- **WORK INSTRUCTION**
Lines from the line with "a single case" to the line with "pub fn case_ctx(&self)" in the entries below, and only those, must be output exactly, with both ends included.

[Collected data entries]

//! Hierarchical case/suite/plan state machines: retry, cancellation, and
//! status aggregation (SPEC_FULL.md §4.8 / spec.md §4.8).
//!
//! [`SchedulerContext`] carries every dependency shared across a whole
//! engine invocation (the catalog, the artifact roots, the runner and its
//! command factory, the privilege probe, the reporter bus, cancellation, and
//! the shared secret redactor). [`case`] and [`suite`] and [`plan`] each
//! take a narrower slice of it — [`case::CaseExecutionContext`] in
//! particular drops the catalog and elevation probe, since by the time a
//! case attempt runs, [`case::prepare_case`] has already consumed both.

pub mod aggregate;
pub mod case;
pub mod error;
pub mod plan;
pub mod suite;

use std::cell::RefCell;

use camino::Utf8Path;
use rigkit_catalog::Catalog;
use rigkit_privilege::ElevationProbe;
use rigkit_redact::SecretRedactor;
use rigkit_report::ReporterBus;
use rigkit_runner::{CaseRunner, RunnerCommandFactory};
use rigkit_utils::CancellationToken;

pub use error::SchedulerError;

/// Every dependency one `RunRequest` needs, for however many levels of the
/// case/suite/plan hierarchy it touches.
pub struct SchedulerContext<'a> {
    pub catalog: &'a Catalog,
    pub runs_root: &'a Utf8Path,
    pub engine_version: &'a str,
    pub runner: &'a dyn CaseRunner,
    pub command_factory: &'a dyn RunnerCommandFactory,
    pub elevation_probe: &'a dyn ElevationProbe,
    pub reporter: &'a dyn ReporterBus,
    pub cancel: &'a CancellationToken,
    pub redactor: &'a RefCell<SecretRedactor>,
    pub default_timeout_sec: u64,
}

impl<'a> SchedulerContext<'a> {
    /// Project down to the narrower set of dependencies a single case
    /// attempt needs once its reference, inputs, and privilege outcome are
    /// already resolved.
    pub fn case_ctx(&self) -> case::CaseExecutionContext<'a> {
        case::CaseExecutionContext {
            runs_root: self.runs_root,
            engine_version: self.engine_version,
            runner: self.runner,
            command_factory: self.command_factory,
            reporter: self.reporter,
            cancel: self.cancel,
            redactor: self.redactor,
        }
    }
}
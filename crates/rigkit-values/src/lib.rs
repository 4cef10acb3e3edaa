//! Typed parameter value normalization: the JSON surface and the raw-string
//! surface (environment/command-line values) must agree on a closed set of
//! declared types (SPEC_FULL.md §4.4).

use regex::Regex;
use rigkit_manifest::ParamType;
use serde_json::Value as Json;
use thiserror::Error;

#[derive(Debug, Error, PartialEq)]
pub enum ValueError {
    #[error("value is not valid for declared type {param_type:?}: {detail}")]
    TypeInvalid { param_type: ParamType, detail: String },

    #[error("value '{0}' does not match any declared enumValues member")]
    EnumInvalid(String),

    #[error("enum type requires a non-empty enumValues list")]
    MissingEnumValues,

    #[error("value {value} is out of bounds [{min:?}, {max:?}]")]
    OutOfBounds { value: f64, min: Option<f64>, max: Option<f64> },

    #[error("value '{value}' does not match pattern '{pattern}'")]
    PatternMismatch { value: String, pattern: String },

    #[error("invalid regex pattern '{0}': {1}")]
    InvalidPattern(String, String),
}

/// A normalized parameter value. One variant per declared [`ParamType`];
/// `path`/`file`/`folder` carry a plain string, unchecked by the engine.
#[derive(Debug, Clone, PartialEq)]
pub enum Value {
    Int(i32),
    Double(f64),
    String(String),
    Boolean(bool),
    Path(String),
    File(String),
    Folder(String),
    Enum(String),
    Json(Json),
}

impl Value {
    #[must_use]
    pub fn as_numeric(&self) -> Option<f64> {
        match self {
            Self::Int(i) => Some(f64::from(*i)),
            Self::Double(d) => Some(*d),
            _ => None,
        }
    }

    #[must_use]
    pub fn as_enum_str(&self) -> Option<&str> {
        match self {
            Self::Enum(s) => Some(s),
            _ => None,
        }
    }

    /// Render back to a JSON fragment, the canonical form persisted in
    /// artifacts (`params.json`).
    #[must_use]
    pub fn to_json(&self) -> Json {
        match self {
            Self::Int(i) => Json::from(*i),
            Self::Double(d) => Json::from(*d),
            Self::String(s) | Self::Path(s) | Self::File(s) | Self::Folder(s) | Self::Enum(s) => {
                Json::from(s.clone())
            }
            Self::Boolean(b) => Json::from(*b),
            Self::Json(j) => j.clone(),
        }
    }
}

fn parse_bool_string(s: &str) -> Option<bool> {
    match s {
        "1" => Some(true),
        "0" => Some(false),
        _ if s.eq_ignore_ascii_case("true") => Some(true),
        _ if s.eq_ignore_ascii_case("false") => Some(false),
        _ => None,
    }
}

fn json_number_to_i32(n: &serde_json::Number) -> Option<i32> {
    n.as_i64().and_then(|v| i32::try_from(v).ok())
}

/// Parse a JSON document element as the declared type (the preferred
/// surface: manifest defaults, suite-node `inputs`, run-request overrides).
pub fn from_json(param_type: ParamType, enum_values: Option<&[String]>, json: &Json) -> Result<Value, ValueError> {
    match param_type {
        ParamType::Int => match json.as_number().and_then(json_number_to_i32) {
            Some(i) => Ok(Value::Int(i)),
            None => Err(ValueError::TypeInvalid {
                param_type,
                detail: format!("'{json}' is not a 32-bit integer"),
            }),
        },
        ParamType::Double => json.as_f64().map(Value::Double).ok_or_else(|| ValueError::TypeInvalid {
            param_type,
            detail: format!("'{json}' is not a number"),
        }),
        ParamType::Boolean => json.as_bool().map(Value::Boolean).ok_or_else(|| ValueError::TypeInvalid {
            param_type,
            detail: format!("'{json}' is not a boolean literal"),
        }),
        ParamType::String => json.as_str().map(|s| Value::String(s.to_string())).ok_or_else(|| {
            ValueError::TypeInvalid { param_type, detail: format!("'{json}' is not a string") }
        }),
        ParamType::Path => json.as_str().map(|s| Value::Path(s.to_string())).ok_or_else(|| {
            ValueError::TypeInvalid { param_type, detail: format!("'{json}' is not a string") }
        }),
        ParamType::File => json.as_str().map(|s| Value::File(s.to_string())).ok_or_else(|| {
            ValueError::TypeInvalid { param_type, detail: format!("'{json}' is not a string") }
        }),
        ParamType::Folder => json.as_str().map(|s| Value::Folder(s.to_string())).ok_or_else(|| {
            ValueError::TypeInvalid { param_type, detail: format!("'{json}' is not a string") }
        }),
        ParamType::Enum => {
            let s = json.as_str().ok_or_else(|| ValueError::TypeInvalid {
                param_type,
                detail: format!("'{json}' is not a string"),
            })?;
            validate_enum_membership(s, enum_values)?;
            Ok(Value::Enum(s.to_string()))
        }
        ParamType::Json => Ok(Value::Json(json.clone())),
    }
}

/// Parse a raw string (environment variable or command-line surface) as the
/// declared type. Must agree with [`from_json`] for identical logical
/// inputs.
pub fn from_str_surface(param_type: ParamType, enum_values: Option<&[String]>, raw: &str) -> Result<Value, ValueError> {
    match param_type {
        ParamType::Int => {
            let trimmed = raw.trim();
            if trimmed.starts_with('+') {
                return Err(ValueError::TypeInvalid {
                    param_type,
                    detail: format!("'{raw}' is not a 32-bit decimal integer"),
                });
            }
            trimmed.parse::<i32>().map(Value::Int).map_err(|_| ValueError::TypeInvalid {
                param_type,
                detail: format!("'{raw}' is not a 32-bit decimal integer"),
            })
        }
        ParamType::Double => raw.trim().parse::<f64>().map(Value::Double).map_err(|_| ValueError::TypeInvalid {
            param_type,
            detail: format!("'{raw}' is not a double"),
        }),
        ParamType::Boolean => parse_bool_string(raw.trim()).map(Value::Boolean).ok_or_else(|| {
            ValueError::TypeInvalid { param_type, detail: format!("'{raw}' is not a boolean") }
        }),
        ParamType::String => Ok(Value::String(raw.to_string())),
        ParamType::Path => Ok(Value::Path(raw.to_string())),
        ParamType::File => Ok(Value::File(raw.to_string())),
        ParamType::Folder => Ok(Value::Folder(raw.to_string())),
        ParamType::Enum => {
            validate_enum_membership(raw, enum_values)?;
            Ok(Value::Enum(raw.to_string()))
        }
        ParamType::Json => serde_json::from_str(raw).map(Value::Json).map_err(|e| ValueError::TypeInvalid {
            param_type,
            detail: e.to_string(),
        }),
    }
}

fn validate_enum_membership(candidate: &str, enum_values: Option<&[String]>) -> Result<(), ValueError> {
    let values = enum_values.ok_or(ValueError::MissingEnumValues)?;
    if values.is_empty() {
        return Err(ValueError::MissingEnumValues);
    }
    if values.iter().any(|v| v == candidate) {
        Ok(())
    } else {
        Err(ValueError::EnumInvalid(candidate.to_string()))
    }
}

/// Check declared inclusive `min`/`max` bounds against a numeric value.
/// A no-op for non-numeric values.
pub fn validate_bounds(value: &Value, min: Option<f64>, max: Option<f64>) -> Result<(), ValueError> {
    let Some(n) = value.as_numeric() else { return Ok(()) };
    let below = min.is_some_and(|m| n < m);
    let above = max.is_some_and(|m| n > m);
    if below || above {
        return Err(ValueError::OutOfBounds { value: n, min, max });
    }
    Ok(())
}

/// Check a declared regex `pattern` against a string-typed value. A no-op
/// for non-string values (enum membership is checked separately).
pub fn validate_pattern(value: &Value, pattern: Option<&str>) -> Result<(), ValueError> {
    let Some(pattern) = pattern else { return Ok(()) };
    let Value::String(s) = value else { return Ok(()) };
    let regex = Regex::new(pattern).map_err(|e| ValueError::InvalidPattern(pattern.to_string(), e.to_string()))?;
    if regex.is_match(s) {
        Ok(())
    } else {
        Err(ValueError::PatternMismatch { value: s.clone(), pattern: pattern.to_string() })
    }
}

- **RESPONSE TO THIS TASK**
    /// Project down to the narrower set of dependencies a single case
    /// attempt needs once its reference, inputs, and privilege outcome are
    /// already resolved.
    pub fn case_ctx(&self) -> case::CaseExecutionContext<'a> {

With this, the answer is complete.